Goal of the exercise:
After locating "for (i, arg)" in the listing below, copy that line and each one after it exactly, ending with the line that has "the PRINTB instruction.".

==========

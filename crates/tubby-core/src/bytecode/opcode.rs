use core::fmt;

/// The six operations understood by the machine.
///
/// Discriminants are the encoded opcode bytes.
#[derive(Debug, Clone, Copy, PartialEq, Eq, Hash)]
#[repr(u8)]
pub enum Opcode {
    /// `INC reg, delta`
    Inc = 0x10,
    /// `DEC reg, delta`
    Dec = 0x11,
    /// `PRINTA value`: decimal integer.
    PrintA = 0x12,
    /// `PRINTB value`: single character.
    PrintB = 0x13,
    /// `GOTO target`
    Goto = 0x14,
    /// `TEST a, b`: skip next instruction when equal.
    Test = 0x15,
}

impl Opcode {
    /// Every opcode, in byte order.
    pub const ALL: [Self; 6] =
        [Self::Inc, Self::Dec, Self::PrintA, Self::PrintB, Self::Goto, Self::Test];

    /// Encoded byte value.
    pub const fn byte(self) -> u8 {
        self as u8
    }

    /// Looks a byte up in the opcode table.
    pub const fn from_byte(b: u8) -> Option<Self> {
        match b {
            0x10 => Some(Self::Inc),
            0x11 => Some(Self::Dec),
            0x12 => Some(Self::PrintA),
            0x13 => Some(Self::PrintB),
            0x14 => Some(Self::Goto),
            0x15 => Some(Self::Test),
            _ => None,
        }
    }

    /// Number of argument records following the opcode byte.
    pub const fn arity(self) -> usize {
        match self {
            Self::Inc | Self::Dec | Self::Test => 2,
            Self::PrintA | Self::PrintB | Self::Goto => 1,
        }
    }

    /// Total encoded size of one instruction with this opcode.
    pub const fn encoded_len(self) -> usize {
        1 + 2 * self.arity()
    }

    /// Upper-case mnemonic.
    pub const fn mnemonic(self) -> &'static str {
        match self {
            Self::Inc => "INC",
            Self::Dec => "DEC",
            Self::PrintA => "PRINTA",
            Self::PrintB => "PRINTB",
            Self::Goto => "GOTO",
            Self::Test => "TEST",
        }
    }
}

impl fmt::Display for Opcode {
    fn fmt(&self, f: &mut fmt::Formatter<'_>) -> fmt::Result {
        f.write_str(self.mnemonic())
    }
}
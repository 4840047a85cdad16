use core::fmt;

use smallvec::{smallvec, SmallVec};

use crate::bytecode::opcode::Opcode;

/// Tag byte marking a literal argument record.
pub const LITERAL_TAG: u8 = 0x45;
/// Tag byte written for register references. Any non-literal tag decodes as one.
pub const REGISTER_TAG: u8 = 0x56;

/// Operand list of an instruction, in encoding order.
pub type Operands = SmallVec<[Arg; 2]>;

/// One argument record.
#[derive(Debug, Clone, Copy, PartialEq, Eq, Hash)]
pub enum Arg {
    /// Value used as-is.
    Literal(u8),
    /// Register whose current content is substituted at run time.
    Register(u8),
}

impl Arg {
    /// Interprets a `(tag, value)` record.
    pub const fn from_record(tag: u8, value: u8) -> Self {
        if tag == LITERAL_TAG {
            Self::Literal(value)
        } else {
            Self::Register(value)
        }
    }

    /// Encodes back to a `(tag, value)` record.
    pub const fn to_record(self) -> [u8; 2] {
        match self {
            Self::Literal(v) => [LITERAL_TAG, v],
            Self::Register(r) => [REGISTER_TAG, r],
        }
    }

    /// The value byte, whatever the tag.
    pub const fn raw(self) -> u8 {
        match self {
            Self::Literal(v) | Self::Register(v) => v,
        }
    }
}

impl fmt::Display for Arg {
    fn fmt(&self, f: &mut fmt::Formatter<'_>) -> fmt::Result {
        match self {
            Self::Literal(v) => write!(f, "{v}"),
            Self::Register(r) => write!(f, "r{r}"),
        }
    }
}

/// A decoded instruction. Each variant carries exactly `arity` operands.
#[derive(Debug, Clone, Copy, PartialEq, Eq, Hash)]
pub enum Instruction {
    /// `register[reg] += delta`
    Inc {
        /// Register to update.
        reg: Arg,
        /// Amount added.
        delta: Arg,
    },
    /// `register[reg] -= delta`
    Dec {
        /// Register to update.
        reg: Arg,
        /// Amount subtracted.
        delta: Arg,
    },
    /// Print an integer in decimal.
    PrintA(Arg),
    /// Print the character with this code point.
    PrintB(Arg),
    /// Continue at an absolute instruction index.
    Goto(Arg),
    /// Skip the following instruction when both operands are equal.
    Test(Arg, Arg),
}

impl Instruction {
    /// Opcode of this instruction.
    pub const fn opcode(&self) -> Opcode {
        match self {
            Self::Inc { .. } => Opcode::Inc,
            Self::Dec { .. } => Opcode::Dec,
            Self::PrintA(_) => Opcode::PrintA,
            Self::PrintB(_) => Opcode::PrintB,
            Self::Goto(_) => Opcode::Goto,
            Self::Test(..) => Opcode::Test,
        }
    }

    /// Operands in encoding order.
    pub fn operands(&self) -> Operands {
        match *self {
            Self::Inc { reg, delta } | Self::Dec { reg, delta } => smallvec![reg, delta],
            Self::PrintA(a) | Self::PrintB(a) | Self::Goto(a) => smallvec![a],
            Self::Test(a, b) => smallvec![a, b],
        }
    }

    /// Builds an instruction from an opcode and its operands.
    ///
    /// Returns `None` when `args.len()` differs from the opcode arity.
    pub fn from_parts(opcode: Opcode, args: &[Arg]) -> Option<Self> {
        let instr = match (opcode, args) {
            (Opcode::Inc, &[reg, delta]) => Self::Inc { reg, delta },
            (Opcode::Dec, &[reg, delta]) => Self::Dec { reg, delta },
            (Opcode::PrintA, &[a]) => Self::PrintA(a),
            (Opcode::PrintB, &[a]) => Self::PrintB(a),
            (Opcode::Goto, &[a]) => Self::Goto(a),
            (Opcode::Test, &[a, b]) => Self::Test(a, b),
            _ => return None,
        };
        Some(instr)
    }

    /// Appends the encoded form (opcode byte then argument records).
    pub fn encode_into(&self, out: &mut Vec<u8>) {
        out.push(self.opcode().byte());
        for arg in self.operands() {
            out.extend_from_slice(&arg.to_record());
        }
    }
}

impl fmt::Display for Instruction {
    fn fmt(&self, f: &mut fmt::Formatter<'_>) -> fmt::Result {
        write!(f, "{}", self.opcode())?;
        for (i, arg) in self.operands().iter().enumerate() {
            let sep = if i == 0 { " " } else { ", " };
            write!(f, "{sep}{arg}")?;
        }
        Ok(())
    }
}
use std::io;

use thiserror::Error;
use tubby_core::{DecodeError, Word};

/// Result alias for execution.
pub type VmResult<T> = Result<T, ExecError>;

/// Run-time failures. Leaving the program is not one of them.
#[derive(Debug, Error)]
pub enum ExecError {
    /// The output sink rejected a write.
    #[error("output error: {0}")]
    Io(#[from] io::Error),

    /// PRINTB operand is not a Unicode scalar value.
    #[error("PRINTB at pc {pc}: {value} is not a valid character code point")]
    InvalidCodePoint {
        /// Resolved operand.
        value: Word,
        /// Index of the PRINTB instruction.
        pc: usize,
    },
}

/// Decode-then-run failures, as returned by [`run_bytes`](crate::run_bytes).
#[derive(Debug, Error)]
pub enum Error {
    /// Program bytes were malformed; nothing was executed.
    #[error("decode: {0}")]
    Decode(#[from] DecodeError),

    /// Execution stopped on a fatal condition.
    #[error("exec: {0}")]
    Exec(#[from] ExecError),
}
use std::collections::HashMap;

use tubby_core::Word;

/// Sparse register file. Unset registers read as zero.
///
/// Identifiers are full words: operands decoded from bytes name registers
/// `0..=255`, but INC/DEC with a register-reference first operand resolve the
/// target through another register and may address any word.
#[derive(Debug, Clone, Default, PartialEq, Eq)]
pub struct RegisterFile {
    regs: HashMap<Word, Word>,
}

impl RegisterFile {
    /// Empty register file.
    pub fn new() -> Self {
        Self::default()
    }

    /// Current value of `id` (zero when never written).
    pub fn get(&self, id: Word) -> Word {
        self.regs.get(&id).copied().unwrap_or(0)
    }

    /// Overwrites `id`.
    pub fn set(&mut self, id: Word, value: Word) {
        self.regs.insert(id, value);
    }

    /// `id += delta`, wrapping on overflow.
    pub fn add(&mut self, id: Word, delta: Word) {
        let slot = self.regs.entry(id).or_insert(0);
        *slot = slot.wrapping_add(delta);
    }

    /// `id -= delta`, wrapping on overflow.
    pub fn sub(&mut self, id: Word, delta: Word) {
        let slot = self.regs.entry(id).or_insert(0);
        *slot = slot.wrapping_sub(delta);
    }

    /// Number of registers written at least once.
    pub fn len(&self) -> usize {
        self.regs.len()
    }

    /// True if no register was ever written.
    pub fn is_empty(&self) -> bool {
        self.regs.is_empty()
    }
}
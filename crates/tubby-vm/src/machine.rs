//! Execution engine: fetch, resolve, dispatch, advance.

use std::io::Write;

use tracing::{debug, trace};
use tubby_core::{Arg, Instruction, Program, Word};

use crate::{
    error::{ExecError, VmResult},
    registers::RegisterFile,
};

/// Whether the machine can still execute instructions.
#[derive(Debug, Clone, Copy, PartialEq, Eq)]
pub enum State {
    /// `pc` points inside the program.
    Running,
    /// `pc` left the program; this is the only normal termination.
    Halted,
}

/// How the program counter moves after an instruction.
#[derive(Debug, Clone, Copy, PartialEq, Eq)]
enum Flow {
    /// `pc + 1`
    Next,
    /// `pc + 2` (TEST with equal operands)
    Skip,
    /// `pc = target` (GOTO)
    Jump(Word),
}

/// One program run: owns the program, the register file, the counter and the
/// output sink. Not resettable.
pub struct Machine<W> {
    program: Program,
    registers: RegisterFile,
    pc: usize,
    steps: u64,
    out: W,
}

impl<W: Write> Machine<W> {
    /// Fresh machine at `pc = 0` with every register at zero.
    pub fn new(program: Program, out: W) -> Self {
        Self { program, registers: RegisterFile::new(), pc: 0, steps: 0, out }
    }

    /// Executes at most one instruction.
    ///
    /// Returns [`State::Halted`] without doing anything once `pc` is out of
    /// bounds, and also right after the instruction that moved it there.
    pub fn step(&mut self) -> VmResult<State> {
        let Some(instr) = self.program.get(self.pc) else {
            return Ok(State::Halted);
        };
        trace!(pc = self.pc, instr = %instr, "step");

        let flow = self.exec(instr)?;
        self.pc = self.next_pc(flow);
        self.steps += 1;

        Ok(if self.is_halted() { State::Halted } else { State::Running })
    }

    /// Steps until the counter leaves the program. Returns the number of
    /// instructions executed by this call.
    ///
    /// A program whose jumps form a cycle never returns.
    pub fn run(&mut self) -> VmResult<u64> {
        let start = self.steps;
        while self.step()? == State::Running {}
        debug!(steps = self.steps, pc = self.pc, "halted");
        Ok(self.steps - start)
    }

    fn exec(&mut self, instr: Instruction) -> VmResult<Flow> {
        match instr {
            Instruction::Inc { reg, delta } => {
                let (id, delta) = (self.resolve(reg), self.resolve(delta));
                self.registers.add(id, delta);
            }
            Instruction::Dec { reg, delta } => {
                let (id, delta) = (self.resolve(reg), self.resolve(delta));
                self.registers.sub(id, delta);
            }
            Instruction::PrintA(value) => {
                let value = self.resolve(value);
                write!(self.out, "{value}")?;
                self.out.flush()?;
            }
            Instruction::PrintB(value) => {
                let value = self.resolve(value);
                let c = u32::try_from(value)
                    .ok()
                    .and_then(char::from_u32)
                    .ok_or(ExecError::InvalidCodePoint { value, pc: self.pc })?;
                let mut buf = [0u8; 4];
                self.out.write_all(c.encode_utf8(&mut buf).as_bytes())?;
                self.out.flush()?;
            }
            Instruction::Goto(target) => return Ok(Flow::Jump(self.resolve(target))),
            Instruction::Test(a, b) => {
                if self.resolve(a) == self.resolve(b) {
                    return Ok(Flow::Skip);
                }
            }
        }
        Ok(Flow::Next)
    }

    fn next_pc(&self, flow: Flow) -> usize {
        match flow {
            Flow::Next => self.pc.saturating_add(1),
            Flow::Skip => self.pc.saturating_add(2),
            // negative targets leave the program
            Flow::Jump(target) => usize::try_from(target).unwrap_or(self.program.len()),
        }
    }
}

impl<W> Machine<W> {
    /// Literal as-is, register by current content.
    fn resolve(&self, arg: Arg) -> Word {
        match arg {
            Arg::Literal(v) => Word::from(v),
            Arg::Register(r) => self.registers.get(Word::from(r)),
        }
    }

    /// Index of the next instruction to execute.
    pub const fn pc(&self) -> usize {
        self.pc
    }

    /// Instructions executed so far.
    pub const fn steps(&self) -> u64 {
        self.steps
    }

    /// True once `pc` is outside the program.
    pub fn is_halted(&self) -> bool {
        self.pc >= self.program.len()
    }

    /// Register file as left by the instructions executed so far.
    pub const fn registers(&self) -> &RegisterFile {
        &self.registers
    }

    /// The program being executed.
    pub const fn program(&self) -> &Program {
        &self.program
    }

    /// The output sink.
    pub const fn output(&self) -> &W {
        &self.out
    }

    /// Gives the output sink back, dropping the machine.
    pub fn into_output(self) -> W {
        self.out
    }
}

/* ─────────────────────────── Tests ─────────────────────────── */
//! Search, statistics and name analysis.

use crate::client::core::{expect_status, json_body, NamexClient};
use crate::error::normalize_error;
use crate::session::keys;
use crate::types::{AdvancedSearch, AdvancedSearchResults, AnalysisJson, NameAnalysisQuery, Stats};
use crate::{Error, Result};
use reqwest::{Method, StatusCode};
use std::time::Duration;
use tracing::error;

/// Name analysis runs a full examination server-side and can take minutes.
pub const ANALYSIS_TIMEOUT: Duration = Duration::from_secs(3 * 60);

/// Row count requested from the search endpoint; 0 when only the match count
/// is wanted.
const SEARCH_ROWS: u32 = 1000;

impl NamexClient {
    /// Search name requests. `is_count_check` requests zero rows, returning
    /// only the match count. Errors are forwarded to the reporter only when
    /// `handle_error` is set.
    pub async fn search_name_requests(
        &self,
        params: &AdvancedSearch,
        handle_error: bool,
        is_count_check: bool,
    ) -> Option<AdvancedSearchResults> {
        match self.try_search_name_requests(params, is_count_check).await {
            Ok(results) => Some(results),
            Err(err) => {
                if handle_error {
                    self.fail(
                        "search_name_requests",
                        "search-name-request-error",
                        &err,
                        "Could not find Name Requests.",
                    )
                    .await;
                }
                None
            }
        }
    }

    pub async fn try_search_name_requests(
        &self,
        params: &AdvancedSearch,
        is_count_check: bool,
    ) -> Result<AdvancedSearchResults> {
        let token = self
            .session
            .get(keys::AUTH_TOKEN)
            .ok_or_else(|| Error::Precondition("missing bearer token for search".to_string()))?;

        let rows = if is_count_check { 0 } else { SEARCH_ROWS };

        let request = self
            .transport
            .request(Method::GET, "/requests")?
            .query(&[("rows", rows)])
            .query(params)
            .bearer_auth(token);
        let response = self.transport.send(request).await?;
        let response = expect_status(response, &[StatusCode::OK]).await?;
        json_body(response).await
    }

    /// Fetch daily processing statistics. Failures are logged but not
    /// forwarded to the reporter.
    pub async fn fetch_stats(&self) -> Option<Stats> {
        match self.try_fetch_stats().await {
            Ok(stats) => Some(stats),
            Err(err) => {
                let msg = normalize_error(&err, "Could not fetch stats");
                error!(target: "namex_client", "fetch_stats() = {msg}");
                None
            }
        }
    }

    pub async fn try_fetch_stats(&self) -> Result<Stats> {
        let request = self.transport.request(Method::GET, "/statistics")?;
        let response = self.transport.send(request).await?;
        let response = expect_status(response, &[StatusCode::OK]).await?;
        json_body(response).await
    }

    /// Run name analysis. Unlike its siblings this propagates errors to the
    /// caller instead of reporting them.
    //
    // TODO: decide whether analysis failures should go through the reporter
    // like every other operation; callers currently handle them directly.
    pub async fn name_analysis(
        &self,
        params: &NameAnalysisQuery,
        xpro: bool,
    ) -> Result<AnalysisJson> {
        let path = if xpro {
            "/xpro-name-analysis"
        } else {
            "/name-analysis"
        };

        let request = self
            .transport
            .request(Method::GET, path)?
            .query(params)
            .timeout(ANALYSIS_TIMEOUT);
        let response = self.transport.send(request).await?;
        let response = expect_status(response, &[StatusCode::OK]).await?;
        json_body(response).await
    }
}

==========

Answer section:
        for (i, arg) in self.operands().iter().enumerate() {
            let sep = if i == 0 { " " } else { ", " };
            write!(f, "{sep}{arg}")?;
        }
        Ok(())
    }
}
use std::io;

use thiserror::Error;
use tubby_core::{DecodeError, Word};

/// Result alias for execution.
pub type VmResult<T> = Result<T, ExecError>;

/// Run-time failures. Leaving the program is not one of them.
#[derive(Debug, Error)]
pub enum ExecError {
    /// The output sink rejected a write.
    #[error("output error: {0}")]
    Io(#[from] io::Error),

    /// PRINTB operand is not a Unicode scalar value.
    #[error("PRINTB at pc {pc}: {value} is not a valid character code point")]
    InvalidCodePoint {
        /// Resolved operand.
        value: Word,
        /// Index of the PRINTB instruction.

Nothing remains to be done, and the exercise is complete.